Pas de preuve de transmission de l’animal à l’homme
En effet, même si l’enquête de l’OMS juge « hautement improbable » l’hypothèse d’une fuite de laboratoire, elle échoue à donner une preuve d’une transmission de l’animal à l’homme, malgré la piste du pangolin. Pour ce faire, il aurait fallu trouver un virus présent chez un animal et génétiquement très proche du Sars-CoV-2. « Plus de 80 000 échantillons provenant d’animaux sauvages, domestiques ou d’élevage, ont été testés, sur le marché de Wuhan, dans la région de Hubei et d’autres régions chinoises. Tous étaient négatifs. […] A partir du moment où une hypothèse scientifique a été testée plus de 80 000 fois, sans résultats probants, il est normal de s’interroger sur sa validité et d’en tester d’autres », note le virologue français Etienne Decroly dans Mediapart.

Depuis quelques semaines, les éléments pointent au contraire vers une responsabilité de l’Institut de virologie de Wuhan. Ils ont d’ailleurs conduit plusieurs chercheurs à écrire une lettre sur le sujet dans le prestigieux journal Science. D’autant que cet institut n’a pas joué franc jeu dans la mise à disposition publique des séquences des virus étudiés en son sein. Par exemple, il a mis du temps à admettre qu’il travaillait bien sur des coronavirus prélevés en 2012 dans une mine et responsables de la mort, par pneumonie, de plusieurs mineurs.

D’ailleurs, le virus naturel génétiquement le plus proche du Sars-CoV-2, nommé le RaTG13, provient de cette mine, même s’il « ne semble pas être le progéniteur direct du SARS-CoV-2 », notent Etienne Decroly et Virginie Courtier dans The Conversation.

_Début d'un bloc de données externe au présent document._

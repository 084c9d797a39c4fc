//! Effects produced by state transitions

use serde::Serialize;
use std::time::Duration;

/// What changed, so a renderer can decide what to announce
#[derive(Debug, Clone, Copy, PartialEq, Eq, Serialize)]
#[serde(rename_all = "snake_case")]
pub enum UpdateReason {
    Started,
    StepAdvanced,
    Cancelled,
    RerouteStarted,
    RerouteCompleted,
    SettingsUpdated,
    AssistantReplied,
}

/// Effects to be executed after state transition
#[derive(Debug, Clone, PartialEq)]
pub enum Effect {
    /// Arm the auto-advance timer for `index`, replacing any pending one
    ScheduleAdvance { index: usize, delay: Duration },

    /// Drop the pending auto-advance timer, if any
    CancelAdvance,

    /// Start an independent reroute-completion timer. Never cancelled.
    ScheduleRerouteCompletion { reroute_id: u64, delay: Duration },

    /// Publish the new state to observers
    NotifyClient { reason: UpdateReason },
}

impl Effect {
    pub fn notify(reason: UpdateReason) -> Self {
        Effect::NotifyClient { reason }
    }
}
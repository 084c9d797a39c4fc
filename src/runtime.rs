//! Runtime for executing navigation sessions
//!
//! One task owns the session state, feeds events through the pure
//! transition function and carries out the resulting effects.

mod executor;
pub mod traits;

#[cfg(test)]
pub mod testing;

pub use executor::SessionRuntime;
pub use traits::*;

use crate::settings::AudioSettings;
use crate::state_machine::{Event, SessionContext, SessionState, TransitionError, UpdateReason};
use thiserror::Error;
use tokio::sync::mpsc;
use tokio::task::JoinHandle;
use tokio_util::sync::CancellationToken;

/// Snapshot published after every state change
#[derive(Debug, Clone)]
pub struct SessionUpdate {
    pub reason: UpdateReason,
    pub state: SessionState,
}

/// Errors returned to callers of a [`SessionHandle`]
#[derive(Debug, Error)]
pub enum SessionError {
    #[error("Navigation session has ended")]
    Closed,
    #[error(transparent)]
    Rejected(#[from] TransitionError),
}

/// Handle to interact with a running session
#[derive(Debug, Clone)]
pub struct SessionHandle {
    event_tx: mpsc::Sender<Event>,
    shutdown: CancellationToken,
}

impl SessionHandle {
    /// Send a raw event to the session
    pub async fn send(&self, event: Event) -> Result<(), SessionError> {
        self.event_tx
            .send(event)
            .await
            .map_err(|_| SessionError::Closed)
    }

    pub async fn advance(&self) -> Result<(), SessionError> {
        self.send(Event::UserAdvance).await
    }

    pub async fn cancel(&self) -> Result<(), SessionError> {
        self.send(Event::UserCancel).await
    }

    pub async fn start_reroute(&self) -> Result<(), SessionError> {
        self.send(Event::UserReroute).await
    }

    pub async fn update_audio_settings(&self, settings: AudioSettings) -> Result<(), SessionError> {
        self.send(Event::UserSettings { settings }).await
    }

    /// Ask the assistant. Blank questions are rejected here and never
    /// reach the session.
    pub async fn submit_question(&self, text: impl Into<String>) -> Result<(), SessionError> {
        let text = text.into();
        if text.trim().is_empty() {
            return Err(TransitionError::EmptyQuestion.into());
        }
        self.send(Event::UserQuestion { text }).await
    }

    /// Stop the session; pending timers are dropped
    pub fn shutdown(&self) {
        self.shutdown.cancel();
    }
}

/// Start a session on the current tokio runtime
pub fn spawn_session<U>(
    context: SessionContext,
    initial_state: SessionState,
    sink: U,
) -> (SessionHandle, JoinHandle<()>)
where
    U: UpdateSink + 'static,
{
    let (event_tx, event_rx) = mpsc::channel(32);
    let shutdown = CancellationToken::new();

    let runtime = SessionRuntime::new(
        context,
        initial_state,
        sink,
        event_rx,
        event_tx.downgrade(),
        shutdown.clone(),
    );
    let task = tokio::spawn(runtime.run());

    (SessionHandle { event_tx, shutdown }, task)
}
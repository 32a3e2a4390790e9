use std::fs;

use chrono::{TimeDelta, Utc};
use serde::Deserialize;
use tradier_http::{Interval, TimeRange, TradierClient, SANDBOX_ENDPOINT};

#[derive(Debug, Deserialize)]
struct SecretsFile {
    #[serde(rename = "TRADIER_TOKEN")]
    tradier_token: Option<String>,
    #[serde(rename = "TRADIER_ACCOUNT")]
    tradier_account: Option<String>,
    #[serde(rename = "TRADIER_ENDPOINT")]
    tradier_endpoint: Option<String>,
}

struct LiveCredentials {
    endpoint: String,
    token: String,
    account: Option<String>,
}

fn load_live_credentials() -> Result<LiveCredentials, String> {
    if let Ok(token) = std::env::var("TRADIER_TOKEN") {
        return Ok(LiveCredentials {
            endpoint: std::env::var("TRADIER_ENDPOINT")
                .unwrap_or_else(|_| SANDBOX_ENDPOINT.to_owned()),
            token,
            account: std::env::var("TRADIER_ACCOUNT").ok(),
        });
    }

    let content = fs::read_to_string("secrets.json")
        .map_err(|_| "TRADIER_TOKEN env or secrets.json is required".to_owned())?;
    let parsed: SecretsFile = serde_json::from_str(&content)
        .map_err(|err| format!("secrets.json could not be parsed: {err}"))?;

    Ok(LiveCredentials {
        endpoint: parsed
            .tradier_endpoint
            .unwrap_or_else(|| SANDBOX_ENDPOINT.to_owned()),
        token: parsed
            .tradier_token
            .ok_or_else(|| "missing TRADIER_TOKEN in secrets.json".to_owned())?,
        account: parsed.tradier_account,
    })
}

#[tokio::test]
async fn live_market_data_and_account_reads() -> anyhow::Result<()> {
    let credentials = match load_live_credentials() {
        Ok(values) => values,
        Err(_) => {
            eprintln!("skipping live test: credentials not found in env or secrets.json");
            return Ok(());
        }
    };

    let mut client = TradierClient::with_endpoint(credentials.endpoint, credentials.token);

    let clock = client.get_market_state().await?;
    assert!(!clock.state.is_empty());

    let quotes = client.get_quotes(&["SPY", "AAPL"]).await?;
    assert_eq!(quotes.len(), 2);

    let end = Utc::now();
    let bars = client
        .get_time_sales(
            "SPY",
            Interval::Daily,
            TimeRange::between(end - TimeDelta::days(30), end),
        )
        .await?;
    assert!(!bars.is_empty());
    assert!(bars.windows(2).all(|pair| pair[0].time <= pair[1].time));

    if let Some(account) = credentials.account {
        client.select_account(account);
        client.get_account_balances().await?;
        client.get_account_positions().await?;
        client.get_open_orders().await?;
    }

    Ok(())
}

Après avoir partagé cette séquence, le laboratoire de Wuhan en a publié le mois dernier huit autres, toutes provenant de la même mine et donc étudiées depuis plusieurs années par le laboratoire. Encore plus perturbant, des rapports de master et une thèse soutenue au sein de l’institut, publiés par le compte Twitter anonyme The Seeker, « indiquent qu’il y a au moins un autre coronavirus de chauve-souris conservé au WIV, et que ce coronavirus est potentiellement très intéressant », explique le même Etienne Decroly dans le Monde.

Dernier point, pour le moment, le Monde révèle dans son article avoir eu accès à « une fiche » mentionnant « un financement de 250 000 yuans (32 000 euros) en 2018 » pour « l’étude de la pathogénicité de deux nouveaux coronavirus de chauve-souris de type Sars, sur des souris transgéniques exprimant le récepteur ACE2 humain » au laboratoire de Wuhan.

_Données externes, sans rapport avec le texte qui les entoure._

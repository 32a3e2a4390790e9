use serde::Deserialize;

use crate::normalize::OneOrMany;
use crate::Timestamp;

#[derive(Clone, Debug, Default, PartialEq, Deserialize)]
#[serde(default)]
pub struct AccountBalances {
    pub account_number: String,
    pub account_type: String,
    pub total_equity: f64,
    pub total_cash: f64,
    pub market_value: f64,
    pub long_market_value: f64,
    pub short_market_value: f64,
    pub open_pl: f64,
    pub close_pl: f64,
    pub pending_orders_count: i64,
    pub uncleared_funds: f64,
    pub option_requirement: f64,
}

#[derive(Clone, Debug, PartialEq, Deserialize)]
pub struct Position {
    pub id: i64,
    pub symbol: String,
    pub quantity: f64,
    pub cost_basis: f64,
    pub date_acquired: Timestamp,
}

#[derive(Clone, Debug, PartialEq, Deserialize)]
pub struct ClosedPosition {
    pub symbol: String,
    pub quantity: f64,
    pub cost: f64,
    pub proceeds: f64,
    pub gain_loss: f64,
    pub gain_loss_percent: f64,
    pub open_date: Timestamp,
    pub close_date: Timestamp,
    #[serde(default)]
    pub term: i64,
}

/// Entry of the account history.
#[derive(Clone, Debug, PartialEq, Deserialize)]
pub struct Event {
    pub amount: f64,
    pub date: Timestamp,
    #[serde(rename = "type")]
    pub kind: String,
}

/// Order as reported by the API.
#[derive(Clone, Debug, PartialEq, Deserialize)]
pub struct Order {
    pub id: i64,
    #[serde(rename = "type", default)]
    pub order_type: String,
    #[serde(default)]
    pub symbol: String,
    #[serde(default)]
    pub side: String,
    #[serde(default)]
    pub quantity: f64,
    #[serde(default)]
    pub status: String,
    #[serde(default)]
    pub duration: String,
    #[serde(default)]
    pub price: Option<f64>,
    #[serde(default)]
    pub stop_price: Option<f64>,
    #[serde(default)]
    pub avg_fill_price: f64,
    #[serde(default)]
    pub exec_quantity: f64,
    #[serde(default)]
    pub remaining_quantity: f64,
    #[serde(default)]
    pub create_date: Option<Timestamp>,
    #[serde(default)]
    pub transaction_date: Option<Timestamp>,
    #[serde(default)]
    pub class: String,
    #[serde(default)]
    pub option_symbol: Option<String>,
    #[serde(default, rename = "leg")]
    pub legs: OneOrMany<Order>,
}

#[derive(Clone, Debug, Default, PartialEq, Deserialize)]
#[serde(default)]
pub struct OrderPreview {
    pub status: String,
    pub commission: f64,
    pub cost: f64,
    pub fees: f64,
    pub order_cost: f64,
    pub margin_change: f64,
    pub symbol: String,
    pub quantity: f64,
    pub side: String,
    #[serde(rename = "type")]
    pub order_type: String,
    pub duration: String,
    pub result: bool,
}

#[derive(Clone, Debug, PartialEq, Deserialize)]
pub struct Quote {
    pub symbol: String,
    #[serde(default)]
    pub description: String,
    #[serde(default)]
    pub exch: String,
    #[serde(rename = "type", default)]
    pub kind: String,
    pub last: Option<f64>,
    pub change: Option<f64>,
    pub change_percentage: Option<f64>,
    #[serde(default)]
    pub volume: i64,
    #[serde(default)]
    pub average_volume: i64,
    pub open: Option<f64>,
    pub high: Option<f64>,
    pub low: Option<f64>,
    pub close: Option<f64>,
    pub prevclose: Option<f64>,
    pub bid: Option<f64>,
    pub ask: Option<f64>,
    #[serde(default)]
    pub bidsize: i64,
    #[serde(default)]
    pub asksize: i64,
    pub trade_date: Option<Timestamp>,
    pub week_52_high: Option<f64>,
    pub week_52_low: Option<f64>,
    pub underlying: Option<String>,
    pub strike: Option<f64>,
    pub expiration_date: Option<Timestamp>,
    pub option_type: Option<String>,
}

/// Price bar or tick. Daily bars carry `date`, intraday bars `time`.
#[derive(Clone, Debug, PartialEq, Deserialize)]
pub struct TimeSale {
    #[serde(alias = "date")]
    pub time: Timestamp,
    pub price: Option<f64>,
    pub open: f64,
    pub high: f64,
    pub low: f64,
    pub close: f64,
    #[serde(default)]
    pub volume: i64,
    pub vwap: Option<f64>,
}

#[derive(Clone, Debug, PartialEq, Deserialize)]
pub struct MarketStatus {
    pub date: Timestamp,
    pub description: String,
    pub state: String,
    pub timestamp: i64,
    pub next_change: Timestamp,
    pub next_state: String,
}

#[derive(Clone, Debug, PartialEq, Deserialize)]
pub struct MarketCalendar {
    pub date: Timestamp,
    pub status: String,
    #[serde(default)]
    pub description: String,
    pub premarket: Option<SessionHours>,
    pub open: Option<SessionHours>,
    pub postmarket: Option<SessionHours>,
}

/// Session bounds as times of day; only their offset from midnight matters.
#[derive(Clone, Copy, Debug, PartialEq, Deserialize)]
pub struct SessionHours {
    pub start: Timestamp,
    pub end: Timestamp,
}

/// Handshake result for the market event stream.
#[derive(Clone, Debug, PartialEq, Eq, Deserialize)]
pub struct StreamSession {
    #[serde(rename = "sessionid")]
    pub session_id: String,
    pub url: String,
}
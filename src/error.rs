use crate::classify::Fault;

/// Error type returned by this crate.
#[derive(Debug, thiserror::Error)]
pub enum TradierError {
    /// Network or request execution error from `reqwest`.
    #[error("transport error: {0}")]
    Transport(reqwest::Error),
    /// Structured fault returned by the API. Never retried.
    #[error("api fault {}: {}", .0.http_status_code, .0.message())]
    Api(Fault),
    /// Unstructured error body, treated as a rate-limit rejection.
    #[error("quota violation (http {status}): {body}")]
    QuotaViolation { status: u16, body: String },
    /// Response decoding or protocol-shape validation error.
    #[error("decode error: {0}")]
    Decode(String),
    /// An account-scoped call was made before selecting an account.
    #[error("no account selected")]
    NoAccountSelected,
    /// Order fields are inconsistent; no request was sent.
    #[error("invalid order: {0}")]
    InvalidOrder(String),
    /// The API accepted the request but reported a non-ok order status.
    #[error("order {id} returned status '{status}'")]
    OrderRejected { id: i64, status: String },
    /// Text did not match any supported timestamp encoding.
    #[error("invalid timestamp '{0}'")]
    InvalidTimestamp(String),
    /// Missing or malformed client configuration.
    #[error("configuration error: {0}")]
    Config(String),
}

impl TradierError {
    /// Returns the machine-readable fault code for structured API faults.
    pub fn fault_code(&self) -> Option<&str> {
        match self {
            Self::Api(fault) => fault.error_code(),
            _ => None,
        }
    }
}
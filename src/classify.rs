//! Classification of non-200 responses.
//!
//! A body that decodes as a JSON object (or `null`) is a definitive answer
//! from the API and is never retried. Anything else is treated as a rate-limit rejection
//! whose resume time may be embedded in the text.

use chrono::{DateTime, Utc};
use reqwest::header::HeaderMap;
use serde::Deserialize;

use crate::normalize::OneOrMany;

/// Fault code returned when a request would produce too large a response.
pub const TOO_BIG_BODY: &str = "protocol.http.TooBigBody";

/// Header carrying the number of requests left in the current window.
pub const RATE_LIMIT_AVAILABLE: &str = "x-ratelimit-available";
/// Header carrying the window renewal time as epoch milliseconds.
pub const RATE_LIMIT_EXPIRY: &str = "x-ratelimit-expiry";

const QUOTA_VIOLATION_PREFIX: &str = "Quota Violation";

/// Structured error body returned by the API.
#[derive(Clone, Debug, Default, PartialEq, Eq, Deserialize)]
pub struct Fault {
    /// HTTP status of the response that carried this fault.
    #[serde(skip)]
    pub http_status_code: u16,
    #[serde(default)]
    pub fault: FaultBody,
    /// Validation errors, reported by some endpoints instead of `fault`.
    #[serde(default)]
    pub errors: Option<ErrorList>,
}

#[derive(Clone, Debug, Default, PartialEq, Eq, Deserialize)]
pub struct FaultBody {
    #[serde(default)]
    pub faultstring: String,
    #[serde(default)]
    pub detail: FaultDetail,
}

#[derive(Clone, Debug, Default, PartialEq, Eq, Deserialize)]
pub struct FaultDetail {
    #[serde(default)]
    pub errorcode: String,
}

#[derive(Clone, Debug, Default, PartialEq, Eq, Deserialize)]
pub struct ErrorList {
    #[serde(default)]
    pub error: OneOrMany<String>,
}

impl Fault {
    /// Human-readable description of the fault.
    pub fn message(&self) -> String {
        if !self.fault.faultstring.is_empty() {
            return self.fault.faultstring.clone();
        }
        match &self.errors {
            Some(errors) if !errors.error.is_empty() => errors.error.join("; "),
            _ => String::from("unspecified fault"),
        }
    }

    pub fn error_code(&self) -> Option<&str> {
        let code = self.fault.detail.errorcode.as_str();
        (!code.is_empty()).then_some(code)
    }

    /// Whether the request must be split into smaller time ranges.
    pub fn is_too_big_body(&self) -> bool {
        self.fault.detail.errorcode == TOO_BIG_BODY
    }
}

/// Result of inspecting a non-200 response.
#[derive(Clone, Debug, PartialEq)]
pub enum Classification {
    /// Definitive structured fault.
    Terminal(Fault),
    /// Unstructured body; retry, no earlier than `resume_at` when known.
    Retryable {
        status: u16,
        body: String,
        resume_at: Option<DateTime<Utc>>,
    },
}

pub fn classify(status: u16, body: &str) -> Classification {
    if let Some(mut fault) = decode_fault(body) {
        fault.http_status_code = status;
        return Classification::Terminal(fault);
    }

    Classification::Retryable {
        status,
        body: body.to_owned(),
        resume_at: parse_quota_violation_expiration(body),
    }
}

fn decode_fault(body: &str) -> Option<Fault> {
    match serde_json::from_str::<serde_json::Value>(body) {
        Ok(value @ serde_json::Value::Object(_)) => serde_json::from_value(value).ok(),
        Ok(serde_json::Value::Null) => Some(Fault::default()),
        _ => None,
    }
}

/// Extracts the resume time from a quota violation message.
///
/// The message starts with `Quota Violation` and ends with the expiry as
/// epoch milliseconds; any other text has no known expiry.
pub fn parse_quota_violation_expiration(body: &str) -> Option<DateTime<Utc>> {
    if !body.starts_with(QUOTA_VIOLATION_PREFIX) {
        return None;
    }

    let ms = body.split_whitespace().last()?.parse::<i64>().ok()?;
    DateTime::from_timestamp(ms.div_euclid(1_000), 0)
}

/// Rate-limit window reported on every response.
#[derive(Clone, Copy, Debug, PartialEq, Eq)]
pub struct RateLimit {
    pub available: Option<u64>,
    pub expiry: Option<DateTime<Utc>>,
}

impl RateLimit {
    pub fn from_headers(headers: &HeaderMap) -> Option<Self> {
        let header = |name: &str| {
            headers
                .get(name)
                .and_then(|value| value.to_str().ok())
                .map(str::trim)
        };

        let available = header(RATE_LIMIT_AVAILABLE).and_then(|value| value.parse().ok());
        let expiry = header(RATE_LIMIT_EXPIRY)
            .and_then(|value| value.parse::<i64>().ok())
            .and_then(DateTime::from_timestamp_millis);

        if available.is_none() && expiry.is_none() {
            return None;
        }
        Some(Self { available, expiry })
    }
}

Cette information interroge sur la nature des recherches sur le coronavirus menée dans cet institut. A quel degré de manipulation s’adonnent les scientifiques chinois ? Une pratique, vivement débattue, consiste notamment à rendre des virus davantage capables d’infecter les humains pour mieux les étudier. On parle d’expériences de « gain de fonction ». Les Etats-Unis avaient posé en 2014 un moratoire temporaire sur ce type de recherche concernant les coronavirus et les grippes. Pourtant, en 2015, des chercheurs américains avaient créé un virus du coronavirus chimérique capable d’infecter les humains.

Quoi qu’il en soit, que ce soit un virus stocké ou modifié en laboratoire, le premier point serait de savoir comment il aurait pu s’échapper de l’Institut de virologie de Wuhan.